Here are also some related blog posts:
- RTX 2080 Ti Deep Learning Benchmarks with TensorFlow - 2020: https://lambdalabs.com/blog/2080-ti-deep-learning-benchmarks/
- Titan RTX Deep Learning Benchmarks: https://lambdalabs.com/blog/titan-rtx-tensorflow-benchmarks/
- Titan V Deep Learning Benchmarks with TensorFlow in 2019: https://lambdalabs.com/blog/titan-v-deep-learning-benchmarks/


Tested Environment:
- OS: Ubuntu 18.04
- TensorFlow version: 1.15.4 or 2.3.1
- CUDA Version 10.0
- CUDNN Version 7.6.5

You can use [Lambda stack](https://lambdalabs.com/lambda-stack-deep-learning-software) which system-wise install the above software stack. If you have CUDA 10.0 installed, you can also create a Python virtual environment by following these steps:

```
virtualenv -p /usr/bin/python3.6 venv
. venv/bin/activate

pip install matplotlib

# TensorFlow 1.15.4
pip install tensorflow-gpu==1.15.4

# TensorFlow 2.3.1
pip install tensorflow-gpu==2.3.1
```


#### Step One: Clone benchmark repo


```
git clone https://github.com/lambdal/lambda-tensorflow-benchmark.git --recursive
```

#### Step Two: Run benchmark with thermal profiler

```
TF_XLA_FLAGS=--tf_xla_auto_jit=2 \
./batch_benchmark.sh \
min_num_gpus max_num_gpus \
num_runs num_batches_per_run \
thermal_sampling_frequency \
config_file
```

Notice if `min_num_gpus` is set to be different from `max_num_gpus`, then multiple benchmarks will be launched multiple times. One for each case between `min_num_gpus` and `max_num_gpus`.
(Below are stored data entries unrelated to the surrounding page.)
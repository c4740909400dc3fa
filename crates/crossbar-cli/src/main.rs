// crossbar: command-line tooling for the message switch.
use anyhow::{Context, Result};
use bytes::Bytes;
use clap::{Parser, Subcommand};
use crossbar_broker::{MessageId, TraceMessage, TracedEvent};
use crossbar_client::Client;
use std::collections::BTreeSet;
use std::path::PathBuf;
use tokio::io::{AsyncReadExt, AsyncWriteExt};
use tracing_subscriber::EnvFilter;
use uuid::Uuid;

#[derive(Parser, Debug)]
#[command(name = "crossbar")]
#[command(about = "Command-line tooling for the crossbar message switch")]
struct Args {
    /// Switch host
    #[arg(long, default_value = "127.0.0.1")]
    host: String,

    /// Switch port
    #[arg(long, default_value_t = 8080)]
    port: u16,

    /// Info-level logging
    #[arg(short, long)]
    verbose: bool,

    /// Debug-level logging
    #[arg(long)]
    debug: bool,

    #[command(subcommand)]
    command: Command,
}

#[derive(Subcommand, Debug)]
enum Command {
    /// List queue names
    List {
        /// Only names starting with this prefix
        #[arg(long, default_value = "")]
        prefix: String,
    },
    /// Print broker trace events
    Tail {
        /// Keep polling for new events
        #[arg(long)]
        follow: bool,
    },
    /// Render the current trace as an mscgen sequence chart
    Mscgen,
    /// Remove one message from a queue
    Ack { queue: String, id: u64 },
    /// Destroy a queue
    Destroy { queue: String },
    /// Print the broker diagnostics snapshot
    Diagnostics,
    /// Send a request and wait for the correlated reply
    Call {
        queue: String,
        /// Request body (stdin when neither --body nor --file is given)
        #[arg(long, conflicts_with = "file")]
        body: Option<String>,
        /// Read the request body from a file
        #[arg(long)]
        file: Option<PathBuf>,
        /// Seconds to wait for the reply
        #[arg(long, default_value_t = 10.0)]
        timeout: f64,
    },
    /// Consume a queue, answering each request with a program
    Serve {
        queue: String,
        /// Program fed each request on stdin; its stdout becomes the
        /// reply. Without it, requests are echoed back.
        #[arg(long)]
        program: Option<String>,
    },
}

#[tokio::main]
async fn main() -> Result<()> {
    let args = Args::parse();
    let default_filter = if args.debug {
        "debug"
    } else if args.verbose {
        "info"
    } else {
        "warn"
    };
    tracing_subscriber::fmt()
        .with_env_filter(
            EnvFilter::try_from_default_env().unwrap_or_else(|_| EnvFilter::new(default_filter)),
        )
        .init();

    let mut client = Client::connect((args.host.as_str(), args.port))
        .await
        .with_context(|| format!("connect to {}:{}", args.host, args.port))?;

    match args.command {
        Command::List { prefix } => {
            client.login(&cli_session()).await?;
            for name in client.list(&prefix).await? {
                println!("{name}");
            }
        }
        Command::Tail { follow } => {
            let mut cursor = 0;
            loop {
                let events = client.trace(cursor, if follow { 10.0 } else { 0.0 }).await?;
                for item in &events {
                    println!("{}", format_event(item));
                    cursor = item.cursor;
                }
                if !follow {
                    break;
                }
            }
        }
        Command::Mscgen => {
            let events = client.trace(0, 0.0).await?;
            print!("{}", render_mscgen(&events));
        }
        Command::Ack { queue, id } => {
            client.login(&cli_session()).await?;
            client.ack(&MessageId::new(queue, id)).await?;
        }
        Command::Destroy { queue } => {
            client.login(&cli_session()).await?;
            client.destroy(&queue).await?;
        }
        Command::Diagnostics => {
            let snapshot = client.diagnostics().await?;
            println!("time: {:.3}", snapshot.time);
            for (label, reports) in [
                ("transient", &snapshot.transient),
                ("permanent", &snapshot.permanent),
            ] {
                for report in reports {
                    let expected = report
                        .next_transfer_expected
                        .map(|ns| format!(" next-transfer-expected={ns}ns"))
                        .unwrap_or_default();
                    println!(
                        "{label} {} ({} queued){expected}",
                        report.queue,
                        report.contents.len()
                    );
                    for (id, entry) in &report.contents {
                        println!("  #{} {:?} {} bytes", id.index, entry.origin, entry.message.payload.len());
                    }
                }
            }
        }
        Command::Call {
            queue,
            body,
            file,
            timeout,
        } => {
            let payload = match (body, file) {
                (Some(text), _) => Bytes::from(text),
                (None, Some(path)) => Bytes::from(
                    tokio::fs::read(&path)
                        .await
                        .with_context(|| format!("read {}", path.display()))?,
                ),
                (None, None) => {
                    let mut buffer = Vec::new();
                    tokio::io::stdin().read_to_end(&mut buffer).await?;
                    Bytes::from(buffer)
                }
            };
            client.login(&cli_session()).await?;
            let reply = client.call(&queue, payload, timeout).await?;
            tokio::io::stdout().write_all(&reply).await?;
        }
        Command::Serve { queue, program } => {
            client.login(&cli_session()).await?;
            tracing::info!(queue, "serving");
            match program {
                Some(program) => {
                    client
                        .serve_with(&queue, move |payload| run_program(program.clone(), payload))
                        .await?;
                }
                None => {
                    client
                        .serve_with(&queue, |payload| async move { Ok(payload) })
                        .await?;
                }
            }
        }
    }
    Ok(())
}

fn cli_session() -> String {
    format!("cli-{}", Uuid::new_v4())
}

/// Pipe one request payload through `program`; its stdout is the reply.
async fn run_program(program: String, payload: Bytes) -> std::io::Result<Bytes> {
    let mut child = tokio::process::Command::new(&program)
        .stdin(std::process::Stdio::piped())
        .stdout(std::process::Stdio::piped())
        .spawn()?;
    if let Some(mut stdin) = child.stdin.take() {
        stdin.write_all(&payload).await?;
        // Dropping stdin closes it so the program sees EOF.
    }
    let output = child.wait_with_output().await?;
    if !output.status.success() {
        return Err(std::io::Error::other(format!(
            "{program} exited with {}",
            output.status
        )));
    }
    Ok(Bytes::from(output.stdout))
}

fn format_event(item: &TracedEvent) -> String {
    let event = &item.event;
    let input = event.input.as_deref().unwrap_or("-");
    let output = event.output.as_deref().unwrap_or("-");
    let detail = match &event.message {
        TraceMessage::Message { id, message } => {
            format!("message #{} ({} bytes)", id.index, message.payload.len())
        }
        TraceMessage::Ack { id } => format!("ack #{}", id.index),
    };
    let processing = event
        .processing_time
        .map(|ns| format!(" processing={:.3}ms", ns as f64 / 1e6))
        .unwrap_or_default();
    format!(
        "{:>6} {:.3} [{}] {input} -> {output} {detail}{processing}",
        item.cursor, event.time, event.queue
    )
}

/// Render trace events as an mscgen chart: sessions and queues become
/// entities, enqueues and dequeues become arcs.
fn render_mscgen(events: &[TracedEvent]) -> String {
    let mut entities = BTreeSet::new();
    for item in events {
        entities.insert(item.event.queue.clone());
        if let Some(input) = &item.event.input {
            entities.insert(input.clone());
        }
        if let Some(output) = &item.event.output {
            entities.insert(output.clone());
        }
    }
    let mut chart = String::from("msc {\n");
    let declarations: Vec<String> = entities
        .iter()
        .map(|entity| format!("\"{entity}\""))
        .collect();
    if !declarations.is_empty() {
        chart.push_str(&format!("  {};\n", declarations.join(", ")));
    }
    for item in events {
        let event = &item.event;
        match &event.message {
            TraceMessage::Message { id, message } => {
                let label = format!("#{} ({} bytes)", id.index, message.payload.len());
                if let Some(input) = &event.input {
                    chart.push_str(&format!(
                        "  \"{input}\" => \"{}\" [label=\"{label}\"];\n",
                        event.queue
                    ));
                }
                if let Some(output) = &event.output {
                    let label = match event.processing_time {
                        Some(ns) => format!("{label} {:.3}ms", ns as f64 / 1e6),
                        None => label.clone(),
                    };
                    chart.push_str(&format!(
                        "  \"{}\" => \"{output}\" [label=\"{label}\"];\n",
                        event.queue
                    ));
                }
            }
            TraceMessage::Ack { id } => {
                if let Some(input) = &event.input {
                    chart.push_str(&format!(
                        "  \"{input}\" -x \"{}\" [label=\"ack #{}\"];\n",
                        event.queue, id.index
                    ));
                }
            }
        }
    }
    chart.push_str("}\n");
    chart
}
This is an example of benchmarking 4 GPUs (`min_num_gpus=4 and max_num_gpus=4`) for a single run (`num_runs=1`) of 100 batches (`num_batches_per_run=100`), measuring thermal every 2 seconds (`thermal_sampling_frequency=2`) and using the config file `config/config_resnet50_replicated_fp32_train_syn`.

```
TF_XLA_FLAGS=--tf_xla_auto_jit=2 \
./batch_benchmark.sh 4 4 \
1 100 \
2 \
config/config_resnet50_replicated_fp32_train_syn
```

The config file `config_resnet50_replicated_fp32_train_syn.sh` sets up a `training` throughput test for `resnet50`, using `replicated` mode for parameter update, use `fp32` as the precision, and uses synthetic (`syn`) data:

```
MODELS="resnet50"
VARIABLE_UPDATE="replicated"
PRECISION="fp32"
RUN_MODE="train"
DATA_MODE="syn"
```

You can find more examples of configrations in the `config` folder.


#### Step Three: Report Results


This is the command to gather results in logs folder into a CSV file:

```
python tools/log2csv.py --precision fp32 
python tools/log2csv.py --precision fp16
```

The gathered results are saved in `tf-train-throughput-fp16.csv`, `tf-train-throughput-fp32.csv`, `tf-train-bs-fp16.csv` and `tf-train-bs-fp32.csv`.

Add your own log to the `list_system` dictionary in `tools/log2csv.py`, so they can be included in the generated csv.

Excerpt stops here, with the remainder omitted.